Dessa forma, para tipificação da conduta dos flanelinhas, deve-se antes verificar se esta é uma atividade "efetivamente, é danosa para a sociedade – tanto que justifique a sua inscrição em um tipo penal" [17]. É, portanto, indispensável a constatação de que a ação por ele realizada venha a atingir "bens jurídicos considerados essenciais à existência do indivíduo em sociedade" [18].

1.1.2. Bens Jurídicos atingidos pela conduta dos flanelinhas

Primeiramente deve-se destacar que a conduta do guardador clandestino é pluriofensiva, uma vez que lesa ou expõe a perigo de dano mais de um bem jurídico.

A primeira vista, nota-se que a atividade é lesiva ao patrimônio, pois motorista é constrangido a pagar para estacionar em uma vaga que, sendo pública, deveria ser-lhe garantida sem qualquer contraprestação. É motivo de revolta para um trabalhador honesto ter que despender de parte seu dinheiro para um meliante cuja renda mensal pode ser até maior que a sua.

O valores exigidos tem aumentado na proporção em que cresce o temor da população em relação a eles, visto ser cada vez mais comum os relatos de crimes praticados contra aqueles que resistem a cobrança.

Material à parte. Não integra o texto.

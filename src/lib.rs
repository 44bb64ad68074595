//! Random-access reading of DEFLATE/zlib/gzip streams.
//!
//! Builds an index of access points over a compressed stream in one
//! forward pass ([`Index::build`]), then lets a caller jump to an arbitrary
//! uncompressed byte offset ([`Index::seek`]) and decode from there
//! ([`Index::read`]) without re-decompressing from the start.
//!
//! The heavy lifting, identifying DEFLATE block boundaries mid-stream,
//! capturing a 32 KiB (or larger) history window plus a sub-byte bit
//! remainder, and later priming a fresh decoder to resume from one, lives
//! in [`adapter`], [`builder`], and [`reader`]. See `DESIGN.md` for how each
//! piece maps back to its source.

mod adapter;
mod builder;
pub mod error;
mod point;
mod reader;
mod store;

pub use error::{Error, Result};
pub use point::AccessPoint;
pub use reader::Whence;
pub use store::Index;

Trata-se é um ciclo vicioso, pois à medida que a atividade tem se tornado mais rentável, mais pessoas de suspeita índole tem se interessado em praticá-la.

O patrimônio é também atingido quando o guardador arranha veículo, fura o pneu, arranca peças e acessórios ou ainda atua como facilitador no furto do automóvel. Assim como a pena no direito penal, tais práticas tem função retributiva (sansão a motoristas que negaram o pagamento exigido) e preventiva (inibir que outros condutores venham a resistir a cobrança).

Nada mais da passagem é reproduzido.